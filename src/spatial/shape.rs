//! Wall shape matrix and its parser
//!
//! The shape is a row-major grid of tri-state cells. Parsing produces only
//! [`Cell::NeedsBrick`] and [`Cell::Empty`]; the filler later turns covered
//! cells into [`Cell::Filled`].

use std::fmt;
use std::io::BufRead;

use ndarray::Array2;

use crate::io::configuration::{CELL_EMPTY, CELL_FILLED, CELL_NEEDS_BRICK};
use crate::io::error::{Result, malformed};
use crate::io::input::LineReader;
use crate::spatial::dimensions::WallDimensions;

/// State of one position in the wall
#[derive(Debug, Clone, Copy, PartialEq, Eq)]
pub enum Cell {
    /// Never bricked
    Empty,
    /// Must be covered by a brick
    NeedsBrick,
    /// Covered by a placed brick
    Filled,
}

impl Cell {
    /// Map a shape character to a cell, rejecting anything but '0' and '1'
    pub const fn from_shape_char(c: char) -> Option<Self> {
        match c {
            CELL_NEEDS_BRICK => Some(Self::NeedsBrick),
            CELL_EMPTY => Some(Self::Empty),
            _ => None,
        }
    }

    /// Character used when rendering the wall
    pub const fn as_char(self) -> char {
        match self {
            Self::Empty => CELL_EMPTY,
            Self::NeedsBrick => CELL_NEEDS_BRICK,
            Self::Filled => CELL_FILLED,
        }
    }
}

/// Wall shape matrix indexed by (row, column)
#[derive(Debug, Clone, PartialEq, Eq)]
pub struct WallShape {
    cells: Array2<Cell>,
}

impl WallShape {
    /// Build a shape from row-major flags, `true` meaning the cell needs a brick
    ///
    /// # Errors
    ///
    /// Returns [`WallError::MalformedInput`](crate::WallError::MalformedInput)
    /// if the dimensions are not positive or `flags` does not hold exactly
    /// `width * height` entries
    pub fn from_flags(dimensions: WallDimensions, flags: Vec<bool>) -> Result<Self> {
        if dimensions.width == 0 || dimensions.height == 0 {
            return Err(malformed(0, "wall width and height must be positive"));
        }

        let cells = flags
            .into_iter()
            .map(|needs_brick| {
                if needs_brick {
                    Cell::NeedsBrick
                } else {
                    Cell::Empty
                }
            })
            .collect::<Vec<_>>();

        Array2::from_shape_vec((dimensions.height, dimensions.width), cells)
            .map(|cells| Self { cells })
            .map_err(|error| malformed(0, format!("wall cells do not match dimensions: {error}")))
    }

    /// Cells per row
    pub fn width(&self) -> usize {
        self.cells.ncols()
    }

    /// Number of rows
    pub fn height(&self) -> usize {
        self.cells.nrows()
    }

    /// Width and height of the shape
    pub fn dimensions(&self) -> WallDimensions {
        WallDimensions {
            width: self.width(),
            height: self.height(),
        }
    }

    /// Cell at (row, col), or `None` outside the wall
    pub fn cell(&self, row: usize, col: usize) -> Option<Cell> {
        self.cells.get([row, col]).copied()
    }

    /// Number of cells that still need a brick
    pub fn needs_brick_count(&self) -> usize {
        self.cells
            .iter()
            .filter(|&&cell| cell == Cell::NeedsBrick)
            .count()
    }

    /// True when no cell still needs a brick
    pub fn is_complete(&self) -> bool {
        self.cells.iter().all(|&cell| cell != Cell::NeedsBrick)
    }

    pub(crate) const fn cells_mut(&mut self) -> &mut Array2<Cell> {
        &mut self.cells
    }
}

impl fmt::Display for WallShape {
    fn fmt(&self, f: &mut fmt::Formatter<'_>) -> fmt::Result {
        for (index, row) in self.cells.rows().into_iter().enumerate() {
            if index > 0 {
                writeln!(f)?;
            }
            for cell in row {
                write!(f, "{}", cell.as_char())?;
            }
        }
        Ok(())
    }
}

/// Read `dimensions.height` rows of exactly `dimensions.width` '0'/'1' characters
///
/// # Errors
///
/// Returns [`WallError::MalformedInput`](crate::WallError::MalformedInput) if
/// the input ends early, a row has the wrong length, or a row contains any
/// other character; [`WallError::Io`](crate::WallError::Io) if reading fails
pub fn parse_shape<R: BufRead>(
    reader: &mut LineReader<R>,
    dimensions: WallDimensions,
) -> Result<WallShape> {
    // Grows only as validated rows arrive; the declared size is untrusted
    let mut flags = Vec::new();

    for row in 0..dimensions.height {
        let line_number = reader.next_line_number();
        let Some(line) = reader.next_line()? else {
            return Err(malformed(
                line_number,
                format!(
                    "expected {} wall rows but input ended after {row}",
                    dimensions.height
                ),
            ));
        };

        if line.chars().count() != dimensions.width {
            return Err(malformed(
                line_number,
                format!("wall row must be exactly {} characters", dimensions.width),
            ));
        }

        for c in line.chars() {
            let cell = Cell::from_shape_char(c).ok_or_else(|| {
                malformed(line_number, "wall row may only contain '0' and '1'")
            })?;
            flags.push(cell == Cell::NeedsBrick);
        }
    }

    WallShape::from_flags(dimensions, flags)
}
==
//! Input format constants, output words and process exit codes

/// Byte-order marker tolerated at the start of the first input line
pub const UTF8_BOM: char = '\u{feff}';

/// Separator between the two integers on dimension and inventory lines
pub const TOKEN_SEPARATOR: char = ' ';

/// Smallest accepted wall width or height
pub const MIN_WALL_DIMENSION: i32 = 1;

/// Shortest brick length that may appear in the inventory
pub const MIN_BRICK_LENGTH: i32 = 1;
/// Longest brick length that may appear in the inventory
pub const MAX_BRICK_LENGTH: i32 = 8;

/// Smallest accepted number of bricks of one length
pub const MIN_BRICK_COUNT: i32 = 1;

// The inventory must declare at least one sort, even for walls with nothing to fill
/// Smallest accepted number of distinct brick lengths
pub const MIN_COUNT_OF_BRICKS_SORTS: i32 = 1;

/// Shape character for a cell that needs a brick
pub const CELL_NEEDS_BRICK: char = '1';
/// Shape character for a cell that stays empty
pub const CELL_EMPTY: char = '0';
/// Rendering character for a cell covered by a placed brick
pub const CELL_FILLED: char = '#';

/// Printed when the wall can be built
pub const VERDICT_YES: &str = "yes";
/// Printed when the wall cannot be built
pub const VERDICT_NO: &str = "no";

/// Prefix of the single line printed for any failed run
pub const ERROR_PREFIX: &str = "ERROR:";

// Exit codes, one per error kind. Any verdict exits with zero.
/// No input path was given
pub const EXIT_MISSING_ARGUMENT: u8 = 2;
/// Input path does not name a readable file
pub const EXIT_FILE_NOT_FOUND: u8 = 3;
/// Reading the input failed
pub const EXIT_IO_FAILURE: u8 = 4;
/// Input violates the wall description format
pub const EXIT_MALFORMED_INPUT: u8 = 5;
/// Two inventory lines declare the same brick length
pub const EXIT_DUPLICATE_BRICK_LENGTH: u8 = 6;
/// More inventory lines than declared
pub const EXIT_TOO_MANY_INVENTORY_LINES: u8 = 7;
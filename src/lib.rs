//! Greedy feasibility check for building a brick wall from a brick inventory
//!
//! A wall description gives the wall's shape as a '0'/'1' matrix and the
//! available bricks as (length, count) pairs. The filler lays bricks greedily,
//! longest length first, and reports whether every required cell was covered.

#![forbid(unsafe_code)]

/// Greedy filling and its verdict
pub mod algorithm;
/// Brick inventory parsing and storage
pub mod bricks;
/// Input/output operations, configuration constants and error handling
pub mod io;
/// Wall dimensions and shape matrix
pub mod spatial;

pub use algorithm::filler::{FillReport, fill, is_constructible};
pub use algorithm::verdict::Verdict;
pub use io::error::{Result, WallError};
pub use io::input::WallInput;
---
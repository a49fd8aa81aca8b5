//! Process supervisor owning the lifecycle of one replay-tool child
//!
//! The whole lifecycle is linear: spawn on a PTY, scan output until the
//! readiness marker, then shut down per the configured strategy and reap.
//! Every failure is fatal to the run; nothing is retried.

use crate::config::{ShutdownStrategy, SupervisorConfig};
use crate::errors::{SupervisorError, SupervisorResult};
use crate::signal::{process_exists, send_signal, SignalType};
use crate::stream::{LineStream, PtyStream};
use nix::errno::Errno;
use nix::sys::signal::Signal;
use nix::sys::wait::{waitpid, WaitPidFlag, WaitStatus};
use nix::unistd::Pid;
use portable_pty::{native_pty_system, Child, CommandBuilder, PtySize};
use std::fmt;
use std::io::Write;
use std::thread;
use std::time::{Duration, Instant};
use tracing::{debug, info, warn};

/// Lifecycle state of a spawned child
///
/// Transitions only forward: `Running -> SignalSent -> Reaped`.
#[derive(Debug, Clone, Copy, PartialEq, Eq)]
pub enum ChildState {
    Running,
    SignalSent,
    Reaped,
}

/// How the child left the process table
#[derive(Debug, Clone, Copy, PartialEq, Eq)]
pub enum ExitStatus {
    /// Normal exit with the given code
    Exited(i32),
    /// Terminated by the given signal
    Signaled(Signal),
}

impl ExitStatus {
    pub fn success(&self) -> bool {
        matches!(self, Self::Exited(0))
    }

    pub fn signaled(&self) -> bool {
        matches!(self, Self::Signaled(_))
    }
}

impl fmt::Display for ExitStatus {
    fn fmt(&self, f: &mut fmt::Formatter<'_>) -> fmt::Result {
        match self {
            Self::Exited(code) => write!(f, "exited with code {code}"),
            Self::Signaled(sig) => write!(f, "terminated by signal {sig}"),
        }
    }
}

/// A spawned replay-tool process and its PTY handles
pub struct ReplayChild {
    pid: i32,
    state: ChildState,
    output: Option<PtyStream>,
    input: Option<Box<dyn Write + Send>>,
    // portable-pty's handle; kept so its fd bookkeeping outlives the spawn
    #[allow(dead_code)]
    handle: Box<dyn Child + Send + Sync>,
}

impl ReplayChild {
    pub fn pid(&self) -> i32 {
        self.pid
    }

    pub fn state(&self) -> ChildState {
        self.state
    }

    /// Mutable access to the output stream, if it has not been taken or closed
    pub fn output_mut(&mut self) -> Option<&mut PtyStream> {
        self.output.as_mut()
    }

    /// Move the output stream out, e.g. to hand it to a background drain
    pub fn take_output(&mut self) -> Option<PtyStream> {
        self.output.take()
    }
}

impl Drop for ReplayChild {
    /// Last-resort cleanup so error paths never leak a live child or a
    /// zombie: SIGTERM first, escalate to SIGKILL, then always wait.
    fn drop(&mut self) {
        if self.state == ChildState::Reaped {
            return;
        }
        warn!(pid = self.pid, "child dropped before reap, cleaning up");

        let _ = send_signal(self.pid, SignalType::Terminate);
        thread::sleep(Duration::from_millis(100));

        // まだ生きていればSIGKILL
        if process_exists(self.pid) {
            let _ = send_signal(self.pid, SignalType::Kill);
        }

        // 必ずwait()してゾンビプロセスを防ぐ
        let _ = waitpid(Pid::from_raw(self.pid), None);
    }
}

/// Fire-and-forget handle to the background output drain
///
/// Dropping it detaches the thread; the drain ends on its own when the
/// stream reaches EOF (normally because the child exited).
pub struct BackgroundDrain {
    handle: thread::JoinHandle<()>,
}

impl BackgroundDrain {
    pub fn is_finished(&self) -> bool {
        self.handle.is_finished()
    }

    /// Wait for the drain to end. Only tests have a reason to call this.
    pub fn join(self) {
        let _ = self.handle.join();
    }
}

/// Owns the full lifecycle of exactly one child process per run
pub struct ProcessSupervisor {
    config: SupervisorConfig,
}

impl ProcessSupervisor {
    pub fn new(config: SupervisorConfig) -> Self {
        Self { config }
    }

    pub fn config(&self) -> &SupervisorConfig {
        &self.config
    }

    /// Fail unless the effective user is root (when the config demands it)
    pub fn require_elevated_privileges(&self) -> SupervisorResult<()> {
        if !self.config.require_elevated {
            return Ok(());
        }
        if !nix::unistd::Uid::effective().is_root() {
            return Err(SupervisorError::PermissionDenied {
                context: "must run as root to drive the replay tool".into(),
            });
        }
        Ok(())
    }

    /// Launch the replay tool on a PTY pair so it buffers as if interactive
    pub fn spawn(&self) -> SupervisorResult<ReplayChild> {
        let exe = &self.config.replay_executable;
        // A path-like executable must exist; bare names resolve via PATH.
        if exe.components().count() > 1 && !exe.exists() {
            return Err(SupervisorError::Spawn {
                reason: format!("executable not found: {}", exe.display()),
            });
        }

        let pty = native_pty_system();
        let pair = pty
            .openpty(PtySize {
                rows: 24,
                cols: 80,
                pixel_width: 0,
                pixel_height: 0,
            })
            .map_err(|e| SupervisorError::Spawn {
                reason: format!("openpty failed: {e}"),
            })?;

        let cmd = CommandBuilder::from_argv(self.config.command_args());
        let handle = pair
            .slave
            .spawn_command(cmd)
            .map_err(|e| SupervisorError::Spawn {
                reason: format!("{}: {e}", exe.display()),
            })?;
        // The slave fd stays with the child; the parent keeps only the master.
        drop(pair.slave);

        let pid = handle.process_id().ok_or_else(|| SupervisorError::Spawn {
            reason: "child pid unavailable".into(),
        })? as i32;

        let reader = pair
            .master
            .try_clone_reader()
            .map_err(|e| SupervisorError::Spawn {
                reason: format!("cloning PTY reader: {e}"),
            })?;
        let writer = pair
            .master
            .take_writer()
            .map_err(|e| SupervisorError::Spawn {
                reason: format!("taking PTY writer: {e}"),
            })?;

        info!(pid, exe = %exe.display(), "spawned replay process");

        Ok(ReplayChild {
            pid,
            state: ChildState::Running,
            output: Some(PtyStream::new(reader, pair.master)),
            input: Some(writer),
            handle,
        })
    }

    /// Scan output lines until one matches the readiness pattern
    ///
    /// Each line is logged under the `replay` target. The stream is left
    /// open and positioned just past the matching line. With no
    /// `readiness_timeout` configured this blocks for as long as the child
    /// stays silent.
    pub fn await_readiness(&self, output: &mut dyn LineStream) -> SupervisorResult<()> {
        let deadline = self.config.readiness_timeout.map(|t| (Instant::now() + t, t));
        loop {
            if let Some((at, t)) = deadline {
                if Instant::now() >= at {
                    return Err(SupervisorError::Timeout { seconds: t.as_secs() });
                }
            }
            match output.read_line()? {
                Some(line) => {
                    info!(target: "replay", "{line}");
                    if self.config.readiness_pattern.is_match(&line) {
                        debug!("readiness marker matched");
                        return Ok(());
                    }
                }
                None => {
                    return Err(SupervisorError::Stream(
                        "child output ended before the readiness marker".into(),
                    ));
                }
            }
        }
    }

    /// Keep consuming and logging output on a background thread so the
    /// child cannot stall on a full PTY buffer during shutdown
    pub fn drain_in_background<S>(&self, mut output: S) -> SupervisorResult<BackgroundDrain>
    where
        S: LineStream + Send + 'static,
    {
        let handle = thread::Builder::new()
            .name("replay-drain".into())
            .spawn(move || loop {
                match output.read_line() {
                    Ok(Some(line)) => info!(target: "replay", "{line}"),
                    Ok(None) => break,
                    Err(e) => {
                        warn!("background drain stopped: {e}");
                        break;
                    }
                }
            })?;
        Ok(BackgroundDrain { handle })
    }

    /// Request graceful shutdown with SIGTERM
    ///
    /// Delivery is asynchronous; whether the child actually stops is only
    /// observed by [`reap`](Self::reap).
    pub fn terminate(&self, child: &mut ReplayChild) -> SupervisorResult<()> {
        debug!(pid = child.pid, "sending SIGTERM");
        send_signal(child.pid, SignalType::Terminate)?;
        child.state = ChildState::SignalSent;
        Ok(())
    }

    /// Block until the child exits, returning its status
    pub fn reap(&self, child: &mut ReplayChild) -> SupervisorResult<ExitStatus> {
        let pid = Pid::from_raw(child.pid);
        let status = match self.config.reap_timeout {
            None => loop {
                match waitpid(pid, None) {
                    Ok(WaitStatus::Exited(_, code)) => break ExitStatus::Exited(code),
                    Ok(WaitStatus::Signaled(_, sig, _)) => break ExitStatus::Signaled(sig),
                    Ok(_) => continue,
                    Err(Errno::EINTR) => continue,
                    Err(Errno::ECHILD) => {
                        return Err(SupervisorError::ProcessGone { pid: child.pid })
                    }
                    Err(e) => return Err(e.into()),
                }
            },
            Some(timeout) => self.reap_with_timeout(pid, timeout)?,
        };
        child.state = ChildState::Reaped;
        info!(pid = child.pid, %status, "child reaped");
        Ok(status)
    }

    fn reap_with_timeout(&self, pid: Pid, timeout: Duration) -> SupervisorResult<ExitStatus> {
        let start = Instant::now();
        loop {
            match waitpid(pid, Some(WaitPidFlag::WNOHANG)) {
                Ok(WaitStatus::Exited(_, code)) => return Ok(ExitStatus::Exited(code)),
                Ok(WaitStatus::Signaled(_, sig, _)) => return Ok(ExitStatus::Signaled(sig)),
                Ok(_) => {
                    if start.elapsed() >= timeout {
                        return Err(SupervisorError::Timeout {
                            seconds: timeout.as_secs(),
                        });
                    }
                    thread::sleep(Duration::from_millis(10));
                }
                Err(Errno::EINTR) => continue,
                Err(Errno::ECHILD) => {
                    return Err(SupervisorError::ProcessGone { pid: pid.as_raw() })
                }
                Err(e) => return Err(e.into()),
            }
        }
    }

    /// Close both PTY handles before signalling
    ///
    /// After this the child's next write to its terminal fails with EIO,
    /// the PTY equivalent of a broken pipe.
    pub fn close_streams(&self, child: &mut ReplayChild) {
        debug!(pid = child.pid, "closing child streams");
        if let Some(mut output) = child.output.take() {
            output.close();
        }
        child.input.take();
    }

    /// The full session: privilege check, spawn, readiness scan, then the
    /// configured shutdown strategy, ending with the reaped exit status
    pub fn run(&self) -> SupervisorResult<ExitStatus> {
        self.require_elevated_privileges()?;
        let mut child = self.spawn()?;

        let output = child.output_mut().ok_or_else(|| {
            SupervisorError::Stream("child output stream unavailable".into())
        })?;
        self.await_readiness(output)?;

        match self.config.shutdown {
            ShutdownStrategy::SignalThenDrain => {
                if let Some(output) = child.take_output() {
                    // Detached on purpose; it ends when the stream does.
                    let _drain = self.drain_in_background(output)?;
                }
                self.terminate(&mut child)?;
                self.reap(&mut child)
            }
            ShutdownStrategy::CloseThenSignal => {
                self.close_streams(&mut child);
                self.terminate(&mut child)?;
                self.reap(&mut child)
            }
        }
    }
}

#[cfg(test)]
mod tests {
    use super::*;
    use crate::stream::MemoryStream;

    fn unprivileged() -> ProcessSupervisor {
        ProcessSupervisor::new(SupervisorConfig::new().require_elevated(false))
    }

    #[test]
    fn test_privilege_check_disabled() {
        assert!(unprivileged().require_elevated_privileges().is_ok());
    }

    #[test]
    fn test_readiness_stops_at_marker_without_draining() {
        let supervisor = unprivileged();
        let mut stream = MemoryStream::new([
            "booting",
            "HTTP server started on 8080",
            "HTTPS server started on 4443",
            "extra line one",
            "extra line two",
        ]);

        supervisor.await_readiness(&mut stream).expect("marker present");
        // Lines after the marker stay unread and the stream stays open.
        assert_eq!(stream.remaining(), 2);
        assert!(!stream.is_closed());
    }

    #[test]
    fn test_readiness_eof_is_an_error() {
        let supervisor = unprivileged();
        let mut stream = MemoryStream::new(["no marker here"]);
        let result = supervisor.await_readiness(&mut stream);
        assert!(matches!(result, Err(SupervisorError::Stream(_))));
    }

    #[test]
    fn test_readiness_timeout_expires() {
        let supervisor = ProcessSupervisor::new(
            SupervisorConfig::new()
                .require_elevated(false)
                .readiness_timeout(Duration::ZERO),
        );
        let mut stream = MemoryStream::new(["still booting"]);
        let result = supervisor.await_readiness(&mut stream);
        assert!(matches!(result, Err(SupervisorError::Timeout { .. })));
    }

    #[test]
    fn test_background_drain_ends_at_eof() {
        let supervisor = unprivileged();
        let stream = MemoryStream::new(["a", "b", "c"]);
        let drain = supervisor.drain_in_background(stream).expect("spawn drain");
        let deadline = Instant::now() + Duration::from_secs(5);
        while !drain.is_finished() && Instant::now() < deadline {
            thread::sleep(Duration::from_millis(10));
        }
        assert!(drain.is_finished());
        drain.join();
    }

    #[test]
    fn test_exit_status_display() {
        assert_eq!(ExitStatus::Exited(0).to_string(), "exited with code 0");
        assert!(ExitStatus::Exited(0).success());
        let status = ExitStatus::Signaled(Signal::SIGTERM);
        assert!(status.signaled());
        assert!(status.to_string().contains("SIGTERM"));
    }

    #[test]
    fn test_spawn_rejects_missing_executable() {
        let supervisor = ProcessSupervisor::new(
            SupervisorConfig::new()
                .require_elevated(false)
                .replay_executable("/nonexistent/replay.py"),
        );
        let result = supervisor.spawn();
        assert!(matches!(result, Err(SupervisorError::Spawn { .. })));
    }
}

Problem: Wherever the line holding "cannot be built" falls in the entries above, copy exactly from it through the line holding "filename src/lib.rs", inclusive, and add nothing.

Result:
/// Printed when the wall cannot be built
pub const VERDICT_NO: &str = "no";

/// Prefix of the single line printed for any failed run
pub const ERROR_PREFIX: &str = "ERROR:";

// Exit codes, one per error kind. Any verdict exits with zero.
/// No input path was given
pub const EXIT_MISSING_ARGUMENT: u8 = 2;
/// Input path does not name a readable file
pub const EXIT_FILE_NOT_FOUND: u8 = 3;
/// Reading the input failed
pub const EXIT_IO_FAILURE: u8 = 4;
/// Input violates the wall description format
pub const EXIT_MALFORMED_INPUT: u8 = 5;
/// Two inventory lines declare the same brick length
pub const EXIT_DUPLICATE_BRICK_LENGTH: u8 = 6;
/// More inventory lines than declared
pub const EXIT_TOO_MANY_INVENTORY_LINES: u8 = 7;
filename src/lib.rs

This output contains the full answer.